TASK GOAL ->
The response should be a precise copy of every entry.

Items from a data source:
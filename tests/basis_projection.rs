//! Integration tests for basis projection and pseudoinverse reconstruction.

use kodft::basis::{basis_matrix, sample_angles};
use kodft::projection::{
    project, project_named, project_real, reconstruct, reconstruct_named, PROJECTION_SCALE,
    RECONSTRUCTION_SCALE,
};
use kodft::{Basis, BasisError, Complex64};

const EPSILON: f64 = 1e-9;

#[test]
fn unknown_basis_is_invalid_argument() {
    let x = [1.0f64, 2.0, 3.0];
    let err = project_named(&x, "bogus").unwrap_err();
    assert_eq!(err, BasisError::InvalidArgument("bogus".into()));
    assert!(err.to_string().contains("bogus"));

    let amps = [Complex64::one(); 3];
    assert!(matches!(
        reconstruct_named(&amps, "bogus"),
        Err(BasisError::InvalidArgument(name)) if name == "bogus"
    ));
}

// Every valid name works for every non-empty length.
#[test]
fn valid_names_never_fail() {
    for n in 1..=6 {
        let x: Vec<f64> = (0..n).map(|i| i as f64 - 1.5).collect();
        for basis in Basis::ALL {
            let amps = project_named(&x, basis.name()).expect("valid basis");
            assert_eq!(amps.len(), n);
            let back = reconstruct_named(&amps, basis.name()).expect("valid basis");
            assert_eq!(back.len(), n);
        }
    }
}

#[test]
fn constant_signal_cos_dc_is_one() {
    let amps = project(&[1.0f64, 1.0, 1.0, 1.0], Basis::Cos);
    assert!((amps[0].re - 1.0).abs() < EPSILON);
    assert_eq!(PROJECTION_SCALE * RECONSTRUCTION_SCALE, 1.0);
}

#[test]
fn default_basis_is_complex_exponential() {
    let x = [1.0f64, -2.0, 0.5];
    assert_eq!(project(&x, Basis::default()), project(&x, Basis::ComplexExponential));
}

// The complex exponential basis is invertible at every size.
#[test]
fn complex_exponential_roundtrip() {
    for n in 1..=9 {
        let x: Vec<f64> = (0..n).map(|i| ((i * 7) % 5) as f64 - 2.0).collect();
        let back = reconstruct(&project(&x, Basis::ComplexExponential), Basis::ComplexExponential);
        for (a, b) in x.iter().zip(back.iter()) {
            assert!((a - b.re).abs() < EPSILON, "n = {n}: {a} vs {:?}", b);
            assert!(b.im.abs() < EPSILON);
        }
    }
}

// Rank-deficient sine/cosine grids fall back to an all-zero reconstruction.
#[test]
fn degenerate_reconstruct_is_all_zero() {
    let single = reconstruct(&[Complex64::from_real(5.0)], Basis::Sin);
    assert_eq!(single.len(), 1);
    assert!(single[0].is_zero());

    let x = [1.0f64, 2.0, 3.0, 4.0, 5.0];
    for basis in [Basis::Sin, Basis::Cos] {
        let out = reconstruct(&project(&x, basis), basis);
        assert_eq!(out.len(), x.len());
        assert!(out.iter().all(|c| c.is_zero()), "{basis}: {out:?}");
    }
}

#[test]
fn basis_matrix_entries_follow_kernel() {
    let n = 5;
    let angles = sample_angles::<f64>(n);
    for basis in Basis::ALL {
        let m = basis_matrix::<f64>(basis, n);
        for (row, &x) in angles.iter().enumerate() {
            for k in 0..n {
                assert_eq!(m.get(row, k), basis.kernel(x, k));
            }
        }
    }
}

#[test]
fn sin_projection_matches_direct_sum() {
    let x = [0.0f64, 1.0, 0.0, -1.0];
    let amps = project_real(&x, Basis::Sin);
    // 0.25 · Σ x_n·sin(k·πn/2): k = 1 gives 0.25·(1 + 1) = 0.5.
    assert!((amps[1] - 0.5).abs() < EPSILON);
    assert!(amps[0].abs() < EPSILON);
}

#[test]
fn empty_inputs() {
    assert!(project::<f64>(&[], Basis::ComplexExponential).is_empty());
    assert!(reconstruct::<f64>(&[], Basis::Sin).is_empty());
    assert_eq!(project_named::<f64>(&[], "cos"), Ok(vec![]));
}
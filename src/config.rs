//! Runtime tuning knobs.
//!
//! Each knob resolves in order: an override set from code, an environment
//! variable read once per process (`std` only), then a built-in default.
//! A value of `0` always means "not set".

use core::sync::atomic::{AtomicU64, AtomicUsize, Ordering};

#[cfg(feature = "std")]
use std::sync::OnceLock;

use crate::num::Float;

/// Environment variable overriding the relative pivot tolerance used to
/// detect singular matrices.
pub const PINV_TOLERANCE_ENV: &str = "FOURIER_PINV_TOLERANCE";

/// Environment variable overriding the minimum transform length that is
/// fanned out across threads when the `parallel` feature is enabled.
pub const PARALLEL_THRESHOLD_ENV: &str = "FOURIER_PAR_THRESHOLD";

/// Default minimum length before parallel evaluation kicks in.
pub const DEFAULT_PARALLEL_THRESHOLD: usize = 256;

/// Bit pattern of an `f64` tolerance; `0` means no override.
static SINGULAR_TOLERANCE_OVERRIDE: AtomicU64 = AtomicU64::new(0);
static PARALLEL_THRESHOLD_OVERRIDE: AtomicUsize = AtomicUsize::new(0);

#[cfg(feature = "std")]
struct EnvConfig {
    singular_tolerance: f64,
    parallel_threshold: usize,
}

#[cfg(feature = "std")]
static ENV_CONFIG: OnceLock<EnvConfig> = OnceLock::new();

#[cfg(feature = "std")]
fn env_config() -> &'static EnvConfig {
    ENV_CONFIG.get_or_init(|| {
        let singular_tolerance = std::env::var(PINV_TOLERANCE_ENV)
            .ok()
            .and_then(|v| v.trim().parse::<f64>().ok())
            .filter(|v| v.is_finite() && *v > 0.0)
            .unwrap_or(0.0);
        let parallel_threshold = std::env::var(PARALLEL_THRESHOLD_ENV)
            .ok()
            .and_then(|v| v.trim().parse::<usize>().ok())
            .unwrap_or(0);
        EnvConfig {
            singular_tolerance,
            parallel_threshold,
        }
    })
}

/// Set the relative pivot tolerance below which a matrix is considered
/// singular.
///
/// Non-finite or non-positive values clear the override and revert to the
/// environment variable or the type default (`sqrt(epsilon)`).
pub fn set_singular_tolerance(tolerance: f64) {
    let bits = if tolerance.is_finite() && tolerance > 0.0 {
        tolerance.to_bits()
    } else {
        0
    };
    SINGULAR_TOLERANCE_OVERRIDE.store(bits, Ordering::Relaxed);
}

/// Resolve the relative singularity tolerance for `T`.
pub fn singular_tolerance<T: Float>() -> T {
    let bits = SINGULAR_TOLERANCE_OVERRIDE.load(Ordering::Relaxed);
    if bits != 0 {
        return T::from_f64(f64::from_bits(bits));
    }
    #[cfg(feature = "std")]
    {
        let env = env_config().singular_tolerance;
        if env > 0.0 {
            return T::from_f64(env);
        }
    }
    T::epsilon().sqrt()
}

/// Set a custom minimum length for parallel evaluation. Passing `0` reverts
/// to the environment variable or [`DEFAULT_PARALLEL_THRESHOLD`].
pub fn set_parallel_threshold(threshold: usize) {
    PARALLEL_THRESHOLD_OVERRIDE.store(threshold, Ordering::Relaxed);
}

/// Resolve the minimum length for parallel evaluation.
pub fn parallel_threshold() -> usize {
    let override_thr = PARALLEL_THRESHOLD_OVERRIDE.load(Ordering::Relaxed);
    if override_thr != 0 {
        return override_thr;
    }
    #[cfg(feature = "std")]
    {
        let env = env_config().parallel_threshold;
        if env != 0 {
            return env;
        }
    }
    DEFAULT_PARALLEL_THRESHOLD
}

SOLUTION ->
filename tests/basis_projection.rs
//! Integration tests for basis projection and pseudoinverse reconstruction.

use kodft::basis::{basis_matrix, sample_angles};
use kodft::projection::{
    project, project_named, project_real, reconstruct, reconstruct_named, PROJECTION_SCALE,
    RECONSTRUCTION_SCALE,
};
use kodft::{Basis, BasisError, Complex64};

const EPSILON: f64 = 1e-9;

#[test]
fn unknown_basis_is_invalid_argument() {
    let x = [1.0f64, 2.0, 3.0];
    let err = project_named(&x, "bogus").unwrap_err();
    assert_eq!(err, BasisError::InvalidArgument("bogus".into()));
    assert!(err.to_string().contains("bogus"));

    let amps = [Complex64::one(); 3];
    assert!(matches!(
        reconstruct_named(&amps, "bogus"),
        Err(BasisError::InvalidArgument(name)) if name == "bogus"
    ));
}

// Every valid name works for every non-empty length.
#[test]
fn valid_names_never_fail() {
    for n in 1..=6 {
        let x: Vec<f64> = (0..n).map(|i| i as f64 - 1.5).collect();
        for basis in Basis::ALL {
            let amps = project_named(&x, basis.name()).expect("valid basis");
            assert_eq!(amps.len(), n);
            let back = reconstruct_named(&amps, basis.name()).expect("valid basis");
            assert_eq!(back.len(), n);
        }
    }
}

#[test]
fn constant_signal_cos_dc_is_one() {
    let amps = project(&[1.0f64, 1.0, 1.0, 1.0], Basis::Cos);
    assert!((amps[0].re - 1.0).abs() < EPSILON);
    assert_eq!(PROJECTION_SCALE * RECONSTRUCTION_SCALE, 1.0);
}

#[test]
fn default_basis_is_complex_exponential() {
    let x = [1.0f64, -2.0, 0.5];
    assert_eq!(project(&x, Basis::default()), project(&x, Basis::ComplexExponential));
}

// The complex exponential basis is invertible at every size.
#[test]
fn complex_exponential_roundtrip() {
    for n in 1..=9 {
        let x: Vec<f64> = (0..n).map(|i| ((i * 7) % 5) as f64 - 2.0).collect();
        let back = reconstruct(&project(&x, Basis::ComplexExponential), Basis::ComplexExponential);
        for (a, b) in x.iter().zip(back.iter()) {
            assert!((a - b.re).abs() < EPSILON, "n = {n}: {a} vs {:?}", b);
            assert!(b.im.abs() < EPSILON);
        }
    }
}

// Rank-deficient sine/cosine grids fall back to an all-zero reconstruction.
#[test]
fn degenerate_reconstruct_is_all_zero() {
    let single = reconstruct(&[Complex64::from_real(5.0)], Basis::Sin);
    assert_eq!(single.len(), 1);
    assert!(single[0].is_zero());

    let x = [1.0f64, 2.0, 3.0, 4.0, 5.0];
    for basis in [Basis::Sin, Basis::Cos] {
        let out = reconstruct(&project(&x, basis), basis);
        assert_eq!(out.len(), x.len());
        assert!(out.iter().all(|c| c.is_zero()), "{basis}: {out:?}");
    }
}

#[test]
fn basis_matrix_entries_follow_kernel() {
    let n = 5;
    let angles = sample_angles::<f64>(n);
    for basis in Basis::ALL {
        let m = basis_matrix::<f64>(basis, n);
        for (row, &x) in angles.iter().enumerate() {
            for k in 0..n {
                assert_eq!(m.get(row, k), basis.kernel(x, k));
            }
        }
    }
}

#[test]
fn sin_projection_matches_direct_sum() {
    let x = [0.0f64, 1.0, 0.0, -1.0];
    let amps = project_real(&x, Basis::Sin);
    // 0.25 · Σ x_n·sin(k·πn/2): k = 1 gives 0.25·(1 + 1) = 0.5.
    assert!((amps[1] - 0.5).abs() < EPSILON);
    assert!(amps[0].abs() < EPSILON);
}

#[test]
fn empty_inputs() {
    assert!(project::<f64>(&[], Basis::ComplexExponential).is_empty());
    assert!(reconstruct::<f64>(&[], Basis::Sin).is_empty());
    assert_eq!(project_named::<f64>(&[], "cos"), Ok(vec![]));
}
filename src/config.rs
//! Runtime tuning knobs.
//!
//! Each knob resolves in order: an override set from code, an environment
//! variable read once per process (`std` only), then a built-in default.
//! A value of `0` always means "not set".

use core::sync::atomic::{AtomicU64, AtomicUsize, Ordering};

#[cfg(feature = "std")]
use std::sync::OnceLock;

use crate::num::Float;

/// Environment variable overriding the relative pivot tolerance used to
/// detect singular matrices.
pub const PINV_TOLERANCE_ENV: &str = "FOURIER_PINV_TOLERANCE";

/// Environment variable overriding the minimum transform length that is
/// fanned out across threads when the `parallel` feature is enabled.
pub const PARALLEL_THRESHOLD_ENV: &str = "FOURIER_PAR_THRESHOLD";

/// Default minimum length before parallel evaluation kicks in.
pub const DEFAULT_PARALLEL_THRESHOLD: usize = 256;

/// Bit pattern of an `f64` tolerance; `0` means no override.
static SINGULAR_TOLERANCE_OVERRIDE: AtomicU64 = AtomicU64::new(0);
static PARALLEL_THRESHOLD_OVERRIDE: AtomicUsize = AtomicUsize::new(0);

#[cfg(feature = "std")]
struct EnvConfig {
    singular_tolerance: f64,
    parallel_threshold: usize,
}

#[cfg(feature = "std")]
static ENV_CONFIG: OnceLock<EnvConfig> = OnceLock::new();

#[cfg(feature = "std")]
fn env_config() -> &'static EnvConfig {
    ENV_CONFIG.get_or_init(|| {
        let singular_tolerance = std::env::var(PINV_TOLERANCE_ENV)
            .ok()
            .and_then(|v| v.trim().parse::<f64>().ok())
            .filter(|v| v.is_finite() && *v > 0.0)
            .unwrap_or(0.0);
        let parallel_threshold = std::env::var(PARALLEL_THRESHOLD_ENV)
            .ok()
            .and_then(|v| v.trim().parse::<usize>().ok())
            .unwrap_or(0);
        EnvConfig {
            singular_tolerance,
            parallel_threshold,
        }
    })
}

/// Set the relative pivot tolerance below which a matrix is considered
/// singular.
///
/// Non-finite or non-positive values clear the override and revert to the
/// environment variable or the type default (`sqrt(epsilon)`).
pub fn set_singular_tolerance(tolerance: f64) {
    let bits = if tolerance.is_finite() && tolerance > 0.0 {
        tolerance.to_bits()
    } else {
        0
    };
    SINGULAR_TOLERANCE_OVERRIDE.store(bits, Ordering::Relaxed);
}

/// Resolve the relative singularity tolerance for `T`.
pub fn singular_tolerance<T: Float>() -> T {
    let bits = SINGULAR_TOLERANCE_OVERRIDE.load(Ordering::Relaxed);
    if bits != 0 {
        return T::from_f64(f64::from_bits(bits));
    }
    #[cfg(feature = "std")]
    {
        let env = env_config().singular_tolerance;
        if env > 0.0 {
            return T::from_f64(env);
        }
    }
    T::epsilon().sqrt()
}

/// Set a custom minimum length for parallel evaluation. Passing `0` reverts
/// to the environment variable or [`DEFAULT_PARALLEL_THRESHOLD`].
pub fn set_parallel_threshold(threshold: usize) {
    PARALLEL_THRESHOLD_OVERRIDE.store(threshold, Ordering::Relaxed);
}

/// Resolve the minimum length for parallel evaluation.
pub fn parallel_threshold() -> usize {
    let override_thr = PARALLEL_THRESHOLD_OVERRIDE.load(Ordering::Relaxed);
    if override_thr != 0 {
        return override_thr;
    }
    #[cfg(feature = "std")]
    {
        let env = env_config().parallel_threshold;
        if env != 0 {
            return env;
        }
    }
    DEFAULT_PARALLEL_THRESHOLD
}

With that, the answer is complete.